Hambre y miseria por doquier

La encuesta “#MiVozmiCiudad”, de la Red de Ciudades Cómo Vamos y la Fundación Corona, recogió la opinión de más de 60 mil personas en 36 capitales y municipios principales del país, tomando la percepción sobre las ciudades en plena pandemia (las labores de campo se realizaron entre los días 21 de julio y 18 de agosto de 2020). Los resultados de las opiniones no pueden ser más desalentadores pero se ajustan a la situación que viene planteando la opinión pública, los medios alternativos, e incluso hasta los grandes medios de comunicación oficialistas, alrededor de esta crisis. La percepción de lo mal que van las cosas crece cada día, como resultado de la carencia de buenos empleos, la caída en los ingresos y la escasa ayuda que recibe la población por parte del Gobierno, lo que ha conducido a millones de personas a padecer hambre y a considerarse como pobres. Este aumento en la percepción de ser pobre es la representación más dramática de lo mal conducido que está el país. El candidato presidencial Jorge Robledo ha catalogado el desempleo como un crimen, en un documento del pasado 25 de septiembre: «El desempleo es de lo peor que puede pasarle a las personas y familias. Porque significa pobreza y miseria, hambre y desnutrición, techo muy precario, grandes carencias en salud, educación y recreación, alta corrupción y fuerte deterioro ambiental», escribió. 

Este diagnóstico se refleja en la encuesta en mención, que se hizo cuando el desempleo estaba en el 20,5%, pero tiene maquillado, entre otros, a un grupo de 16 millones de personas inactivas, que estando en edad productiva se cansaron de buscar trabajo, los cuales no se encuentran ni en el rebusque. Los encuestadores les preguntaron a los ciudadanos si durante la cuarentena algún miembro de la familia había perdido el empleo. La ciudad donde menos perdieron fue Quibdó, con 59% y en la que más perdieron fue en Cartagena, con 71 %. Lo de Cartagena es diciente porque la población vive, casi que de forma general, de los puestos informales mal remunerados que produce el turismo. Otra pregunta que mide la situación real de los hogares fue sobre sus ingresos, cuya respuesta es que «no les alcanzan» entre el 35% en Pereira y el 59% en Montería, con intermedios como Cartagena (53%), Barranquilla (52%) y Bogotá (40%). Y otra interrogante clave fue sobre si las personas se consideran pobres, con una respuesta que tiene que llevar a recapacitar a los gobernantes: La percepción de pobreza fluctúa entre el 20% en Manizales y el 46% en Quibdó y Montería, pero con conglomerados pobres tan grandes como: Cartagena (44%), Barranquilla (41%), Santa Marta (40%), Cúcuta (39%), Bucaramanga (35%), Medellín (33%), Armenia (31%), Cali (30%), Bogotá (29%) y Pereira (22%). 

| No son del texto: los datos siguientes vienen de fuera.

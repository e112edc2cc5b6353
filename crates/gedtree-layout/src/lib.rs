#![forbid(unsafe_code)]

//! Generation layering and kinship search for `gedtree`.
//!
//! Everything here is a pure function of a parsed [`gedtree_core::Gedcom`]: build a
//! [`KinGraph`] once, then derive generations, display order and connection paths from it.

pub mod generation;
pub mod graph;
pub mod order;
pub mod path;

pub use generation::{
    FounderPolicy, GenerationMap, GenerationOptions, ParentlessPolicy, RootPolicy,
    assign_generations, assign_generations_with, root_policy,
};
pub use graph::{KinGraph, SpouseEdge};
pub use order::{MISSING_YEAR, MarriageGroup, marriage_groups, order_generation};
pub use path::{PathHop, RelationshipKind, find_path, labelled_path, relationship_type};

#[cfg(test)]
mod tests;
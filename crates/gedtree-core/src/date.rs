//! Helpers for free-form GEDCOM dates (`1950`, `DEC 1973`, `13 DEC 1973`, `ABT 1900`).

/// Returns the first run of 4 consecutive ASCII digits.
pub fn extract_year(date: &str) -> Option<&str> {
    let bytes = date.as_bytes();
    let mut run_start = 0usize;
    let mut run_len = 0usize;
    for (i, b) in bytes.iter().enumerate() {
        if b.is_ascii_digit() {
            if run_len == 0 {
                run_start = i;
            }
            run_len += 1;
            if run_len == 4 {
                return date.get(run_start..run_start + 4);
            }
        } else {
            run_len = 0;
        }
    }
    None
}

pub fn year_number(date: &str) -> Option<i32> {
    extract_year(date)?.parse().ok()
}

/// `1950-2020`, `1950-` for the living, or an empty string without a birth year.
pub fn format_years(birth: Option<&str>, death: Option<&str>) -> String {
    let birth = birth.and_then(extract_year);
    let death = death.and_then(extract_year);
    match (birth, death) {
        (Some(b), Some(d)) => format!("{b}-{d}"),
        (Some(b), None) => format!("{b}-"),
        _ => String::new(),
    }
}

/// Two-letter initials for compact path breadcrumbs.
pub fn initials(name: &str) -> String {
    let parts: Vec<&str> = name.split_whitespace().collect();
    match parts.as_slice() {
        [] => "?".to_string(),
        [single] => single.chars().take(2).collect::<String>().to_uppercase(),
        [first, .., last] => {
            let mut out = String::new();
            out.extend(first.chars().next());
            out.extend(last.chars().next());
            out.to_uppercase()
        }
    }
}

#[cfg(test)]
mod tests {
    use super::*;

    #[test]
    fn extract_year_takes_first_four_digit_run() {
        assert_eq!(extract_year("1950"), Some("1950"));
        assert_eq!(extract_year("13 DEC 1973"), Some("1973"));
        assert_eq!(extract_year("ABT 12 1899"), Some("1899"));
        assert_eq!(extract_year("FROM 1900 TO 1910"), Some("1900"));
        assert_eq!(extract_year("12345"), Some("1234"));
        assert_eq!(extract_year("DEC 73"), None);
        assert_eq!(extract_year(""), None);
    }

    #[test]
    fn format_years_matches_tile_conventions() {
        assert_eq!(format_years(Some("1950"), Some("3 MAR 2020")), "1950-2020");
        assert_eq!(format_years(Some("JAN 1950"), None), "1950-");
        assert_eq!(format_years(None, Some("2020")), "");
        assert_eq!(format_years(Some("unknown"), None), "");
    }

    #[test]
    fn initials_handle_single_and_multi_word_names() {
        assert_eq!(initials("Martin Lee Porter"), "MP");
        assert_eq!(initials("martin"), "MA");
        assert_eq!(initials("   "), "?");
    }
}
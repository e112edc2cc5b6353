//! Photo, document and contact views over an individual's auxiliary records.

use crate::model::Gedcom;
use serde::Serialize;

#[derive(Debug, Clone, PartialEq, Eq, Serialize)]
pub struct Photo {
    pub src: String,
    pub caption: String,
    pub people: Vec<String>,
}

#[derive(Debug, Clone, PartialEq, Eq, Serialize)]
pub struct Document {
    pub src: String,
    pub caption: String,
    #[serde(rename = "type")]
    pub kind: String,
}

#[derive(Debug, Clone, PartialEq, Eq, Serialize)]
pub struct PhysicalAddress {
    #[serde(rename = "type")]
    pub kind: String,
    pub address: String,
}

#[derive(Debug, Clone, PartialEq, Eq, Serialize)]
pub struct VirtualContact {
    #[serde(rename = "type")]
    pub kind: String,
    pub value: String,
}

#[derive(Debug, Clone, Default, PartialEq, Eq, Serialize)]
pub struct Contacts {
    pub physical: Vec<PhysicalAddress>,
    #[serde(rename = "virtual")]
    pub virtual_contacts: Vec<VirtualContact>,
}

impl Gedcom {
    /// Attachments without a document type. Unknown object references are skipped.
    pub fn photos(&self, individual_id: &str) -> Vec<Photo> {
        let Some(individual) = self.individual(individual_id) else {
            return Vec::new();
        };
        individual
            .objects
            .iter()
            .filter_map(|obj_id| self.object(obj_id))
            .filter(|obj| !obj.is_document())
            .map(|obj| Photo {
                src: obj.file.clone(),
                caption: obj.title.clone(),
                people: obj.people_list(),
            })
            .collect()
    }

    pub fn documents(&self, individual_id: &str) -> Vec<Document> {
        let Some(individual) = self.individual(individual_id) else {
            return Vec::new();
        };
        individual
            .objects
            .iter()
            .filter_map(|obj_id| self.object(obj_id))
            .filter(|obj| obj.is_document())
            .map(|obj| Document {
                src: obj.file.clone(),
                caption: obj.title.clone(),
                kind: obj.doc_type.clone(),
            })
            .collect()
    }

    /// Addresses, then emails, phones and custom links.
    pub fn contacts(&self, individual_id: &str) -> Contacts {
        let Some(individual) = self.individual(individual_id) else {
            return Contacts::default();
        };

        let physical = individual
            .addresses
            .iter()
            .map(|a| PhysicalAddress {
                kind: or_default_label(&a.kind, "Address"),
                address: a.address.clone(),
            })
            .collect();

        let mut virtual_contacts = Vec::new();
        virtual_contacts.extend(individual.emails.iter().map(|e| VirtualContact {
            kind: "Email".to_string(),
            value: e.clone(),
        }));
        virtual_contacts.extend(individual.phones.iter().map(|p| VirtualContact {
            kind: "Phone".to_string(),
            value: p.clone(),
        }));
        virtual_contacts.extend(individual.custom_links.iter().map(|l| VirtualContact {
            kind: or_default_label(&l.kind, "Link"),
            value: l.value.clone(),
        }));

        Contacts {
            physical,
            virtual_contacts,
        }
    }

    /// All notes joined by a single space; empty for unknown individuals.
    pub fn bio(&self, individual_id: &str) -> String {
        self.individual(individual_id)
            .map(|i| i.bio())
            .unwrap_or_default()
    }
}

fn or_default_label(kind: &str, fallback: &str) -> String {
    if kind.is_empty() {
        fallback.to_string()
    } else {
        kind.to_string()
    }
}
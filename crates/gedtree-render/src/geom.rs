pub type Unit = euclid::UnknownUnit;

pub type Point = euclid::Point2D<f64, Unit>;
pub type Size = euclid::Size2D<f64, Unit>;
pub type Rect = euclid::Rect<f64, Unit>;

pub fn point(x: f64, y: f64) -> Point {
    euclid::point2(x, y)
}

pub fn rect(x: f64, y: f64, width: f64, height: f64) -> Rect {
    Rect::new(point(x, y), euclid::size2(width, height))
}

/// Open-interval overlap on the x axis between `r` and the span `[x0, x1]`.
pub fn overlaps_x_span(r: &Rect, x0: f64, x1: f64) -> bool {
    r.min_x() < x1.max(x0) && r.max_x() > x0.min(x1)
}

/// Whether the horizontal line at `y` crosses `r` (edges included).
pub fn spans_y(r: &Rect, y: f64) -> bool {
    r.min_y() <= y && y <= r.max_y()
}
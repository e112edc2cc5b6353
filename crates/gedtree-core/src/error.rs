pub type Result<T> = std::result::Result<T, Error>;

/// Errors surfaced by `gedtree-core`.
///
/// GEDCOM parsing itself never fails: malformed lines and dangling references are tolerated and
/// resolved by fallback rules. Only configuration problems are reported here.
#[derive(Debug, thiserror::Error)]
pub enum Error {
    #[error("Invalid config JSON: {message}")]
    InvalidConfigJson { message: String },

    #[error("Invalid config value for `{key}`: {message}")]
    InvalidConfigValue { key: String, message: String },
}
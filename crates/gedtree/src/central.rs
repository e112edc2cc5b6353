use crate::FamilyTree;
use gedtree_core::SpouseLink;
use indexmap::IndexSet;
use serde::Serialize;

/// The focused view around one individual: parents above, spouses beside, children below.
#[derive(Debug, Clone, PartialEq, Eq, Serialize)]
#[serde(rename_all = "camelCase")]
pub struct CentralView {
    pub central: String,
    pub parents: Vec<String>,
    pub spouses: Vec<SpouseLink>,
    pub children: Vec<String>,
}

impl CentralView {
    /// Parents, then the central person followed by spouses, then children. Empty rows are
    /// kept so callers can rely on three entries.
    pub fn rows(&self) -> [Vec<String>; 3] {
        let mut middle = vec![self.central.clone()];
        middle.extend(self.spouses.iter().map(|s| s.spouse_id.clone()));
        [self.parents.clone(), middle, self.children.clone()]
    }

    /// Every visible id once, row by row.
    pub fn visible_ids(&self) -> IndexSet<String> {
        self.rows().into_iter().flatten().collect()
    }

    pub fn contains(&self, id: &str) -> bool {
        self.central == id
            || self.parents.iter().any(|p| p == id)
            || self.children.iter().any(|c| c == id)
            || self.spouses.iter().any(|s| s.spouse_id == id)
    }
}

impl FamilyTree {
    /// Accepts a GEDCOM id or a display id.
    pub fn central_view(&self, id: &str) -> Option<CentralView> {
        let central = self.resolve_id(id)?;
        let rel = self.relations();

        let mut parents: Vec<String> = Vec::new();
        for p in rel.parents(central) {
            if !parents.iter().any(|q| q == p) {
                parents.push(p.to_string());
            }
        }

        Some(CentralView {
            central: central.to_string(),
            parents,
            spouses: rel.spouses(central),
            children: rel.children(central).into_iter().map(str::to_string).collect(),
        })
    }
}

Esta última respuesta nos muestra un país empobrecido, víctima más que de la pandemia, del modelo neoliberal que no tiene entre sus postulados la distribución de la riqueza, sino por el contrario, su concentración en unas cuantas manos —léase monopolios, oligopolios y linces del sector financiero— quienes vía abaratamiento de la mano de obra y arrasamiento del aparato productivo nacional para dar paso a los productos importados, generan un desempleo estructural y lanzan a la población a la informalidad y el rebusque. Por eso el Comando Nacional de Paro programó su próxima gran jornada para el 21 de octubre de este año. ¡El pueblo se hará sentir!